Dataset entries:
*****

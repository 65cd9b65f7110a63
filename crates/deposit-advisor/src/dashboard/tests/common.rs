use std::sync::atomic::{AtomicUsize, Ordering};
use std::sync::Arc;

use axum::body::Body;
use axum::http::{header, Request};
use axum::response::Response;
use chrono::Duration;

use crate::customer::CustomerRecord;
use crate::dashboard::{dashboard_router, DashboardService, SessionStore};
use crate::scoring::{ModelDescription, ProbabilityModel, ScoringError};
use crate::segmentation::SegmentationEngine;

/// Model stub returning a fixed probability and counting calls.
pub(super) struct FixedModel {
    probability: f64,
    calls: AtomicUsize,
}

impl FixedModel {
    pub(super) fn new(probability: f64) -> Self {
        Self {
            probability,
            calls: AtomicUsize::new(0),
        }
    }

    pub(super) fn calls(&self) -> usize {
        self.calls.load(Ordering::SeqCst)
    }
}

impl ProbabilityModel for FixedModel {
    fn predict_proba(&self, _record: &CustomerRecord) -> Result<f64, ScoringError> {
        self.calls.fetch_add(1, Ordering::SeqCst);
        Ok(self.probability)
    }

    fn describe(&self) -> ModelDescription {
        ModelDescription {
            name: "Fixed Stub".to_string(),
            estimator: "Logistic Regression".to_string(),
            preprocessing: vec!["One-Hot Encoding".to_string(), "StandardScaler".to_string()],
            optimized_for: "precision".to_string(),
            notes: Vec::new(),
            numeric_features: 5,
            categorical_features: 9,
        }
    }
}

pub(super) fn build_service(probability: f64) -> (DashboardService<FixedModel>, Arc<FixedModel>) {
    let model = Arc::new(FixedModel::new(probability));
    let service = DashboardService::new(
        model.clone(),
        SegmentationEngine::default(),
        SessionStore::new(Duration::minutes(30)),
    );
    (service, model)
}

pub(super) fn router_for(probability: f64) -> axum::Router {
    let (service, _) = build_service(probability);
    dashboard_router(Arc::new(service))
}

pub(super) fn form_body() -> &'static str {
    "age=41&job=technician&marital=single&education=tertiary&default=no&balance=2500\
     &housing=no&loan=no&contact=cellular&month=may&campaign=3&pdays=92&previous=2&poutcome=success"
}

pub(super) fn predict_request(cookie: Option<&str>) -> Request<Body> {
    let mut builder = Request::post("/predict")
        .header(header::CONTENT_TYPE, "application/x-www-form-urlencoded");
    if let Some(cookie) = cookie {
        builder = builder.header(header::COOKIE, cookie);
    }
    builder.body(Body::from(form_body())).expect("request")
}

pub(super) fn index_request(cookie: Option<&str>) -> Request<Body> {
    let mut builder = Request::get("/");
    if let Some(cookie) = cookie {
        builder = builder.header(header::COOKIE, cookie);
    }
    builder.body(Body::empty()).expect("request")
}

/// `name=value` part of the response's Set-Cookie header.
pub(super) fn session_pair(response: &Response) -> String {
    let raw = response
        .headers()
        .get(header::SET_COOKIE)
        .expect("session cookie")
        .to_str()
        .expect("ascii cookie");
    raw.split(';').next().expect("cookie pair").to_string()
}

pub(super) async fn read_html_body(response: Response) -> String {
    let body = axum::body::to_bytes(response.into_body(), 1024 * 1024)
        .await
        .expect("read body");
    String::from_utf8(body.to_vec()).expect("utf-8 page")
}
use crate::customer::{CATEGORICAL_FEATURES, NUMERIC_FEATURES};
use serde::{Deserialize, Serialize};
use std::collections::{BTreeMap, HashSet};
use std::path::{Path, PathBuf};

pub const ARTIFACT_FORMAT_VERSION: u32 = 1;

/// JSON export of the fitted one-hot + scaler + logistic regression pipeline.
#[derive(Debug, Clone, PartialEq, Serialize, Deserialize)]
pub struct PipelineArtifact {
    pub format_version: u32,
    pub metadata: ArtifactMetadata,
    pub intercept: f64,
    pub numeric: Vec<NumericFeature>,
    pub categorical: Vec<CategoricalFeature>,
}

#[derive(Debug, Clone, PartialEq, Serialize, Deserialize)]
pub struct ArtifactMetadata {
    pub name: String,
    pub estimator: String,
    #[serde(default)]
    pub preprocessing: Vec<String>,
    #[serde(default)]
    pub optimized_for: String,
    #[serde(default)]
    pub notes: Vec<String>,
}

/// Standard-scaled numeric column and its fitted weight.
#[derive(Debug, Clone, PartialEq, Serialize, Deserialize)]
pub struct NumericFeature {
    pub feature: String,
    pub mean: f64,
    pub scale: f64,
    pub coefficient: f64,
}

/// One-hot encoded column: weight per category seen during fitting.
#[derive(Debug, Clone, PartialEq, Serialize, Deserialize)]
pub struct CategoricalFeature {
    pub feature: String,
    pub levels: BTreeMap<String, f64>,
}

#[derive(Debug, thiserror::Error)]
pub enum ModelLoadError {
    #[error("failed to read model artifact {path}: {source}")]
    Io {
        path: PathBuf,
        #[source]
        source: std::io::Error,
    },
    #[error("model artifact is not valid JSON: {0}")]
    Parse(#[from] serde_json::Error),
    #[error("unsupported artifact format version {found} (expected {expected})")]
    UnsupportedVersion { found: u32, expected: u32 },
    #[error("artifact does not define feature '{0}'")]
    MissingFeature(String),
    #[error("artifact defines feature '{0}' more than once")]
    DuplicateFeature(String),
    #[error("artifact defines unexpected feature '{0}'")]
    UnexpectedFeature(String),
    #[error("artifact value for '{field}' is invalid: {reason}")]
    InvalidValue { field: String, reason: &'static str },
}

impl PipelineArtifact {
    pub fn from_path(path: impl AsRef<Path>) -> Result<Self, ModelLoadError> {
        let path = path.as_ref();
        let raw = std::fs::read_to_string(path).map_err(|source| ModelLoadError::Io {
            path: path.to_path_buf(),
            source,
        })?;
        Self::from_json(&raw)
    }

    pub fn from_json(raw: &str) -> Result<Self, ModelLoadError> {
        let artifact: PipelineArtifact = serde_json::from_str(raw)?;
        artifact.validate()?;
        Ok(artifact)
    }

    /// Checks that the artifact describes exactly the record's features with
    /// finite parameters.
    pub fn validate(&self) -> Result<(), ModelLoadError> {
        if self.format_version != ARTIFACT_FORMAT_VERSION {
            return Err(ModelLoadError::UnsupportedVersion {
                found: self.format_version,
                expected: ARTIFACT_FORMAT_VERSION,
            });
        }

        ensure_finite("intercept", self.intercept)?;

        check_feature_set(
            self.numeric.iter().map(|feature| feature.feature.as_str()),
            &NUMERIC_FEATURES,
        )?;
        check_feature_set(
            self.categorical.iter().map(|feature| feature.feature.as_str()),
            &CATEGORICAL_FEATURES,
        )?;

        for feature in &self.numeric {
            ensure_finite(&feature.feature, feature.mean)?;
            ensure_finite(&feature.feature, feature.coefficient)?;
            if !feature.scale.is_finite() || feature.scale <= 0.0 {
                return Err(ModelLoadError::InvalidValue {
                    field: format!("{}.scale", feature.feature),
                    reason: "scale must be positive and finite",
                });
            }
        }

        for feature in &self.categorical {
            if feature.levels.is_empty() {
                return Err(ModelLoadError::InvalidValue {
                    field: feature.feature.clone(),
                    reason: "categorical feature has no levels",
                });
            }
            for (level, weight) in &feature.levels {
                ensure_finite(&format!("{}={}", feature.feature, level), *weight)?;
            }
        }

        Ok(())
    }
}

fn ensure_finite(field: &str, value: f64) -> Result<(), ModelLoadError> {
    if value.is_finite() {
        Ok(())
    } else {
        Err(ModelLoadError::InvalidValue {
            field: field.to_string(),
            reason: "value must be finite",
        })
    }
}

fn check_feature_set<'a>(
    defined: impl Iterator<Item = &'a str>,
    required: &[&str],
) -> Result<(), ModelLoadError> {
    let mut seen = HashSet::new();
    for name in defined {
        if !required.contains(&name) {
            return Err(ModelLoadError::UnexpectedFeature(name.to_string()));
        }
        if !seen.insert(name) {
            return Err(ModelLoadError::DuplicateFeature(name.to_string()));
        }
    }

    match required.iter().find(|name| !seen.contains(**name)) {
        Some(missing) => Err(ModelLoadError::MissingFeature((*missing).to_string())),
        None => Ok(()),
    }
}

*****

* [Your objective] A single figure is required: the number of lines in the data above in which the word "Ordering" appears.

* [Answer box] 3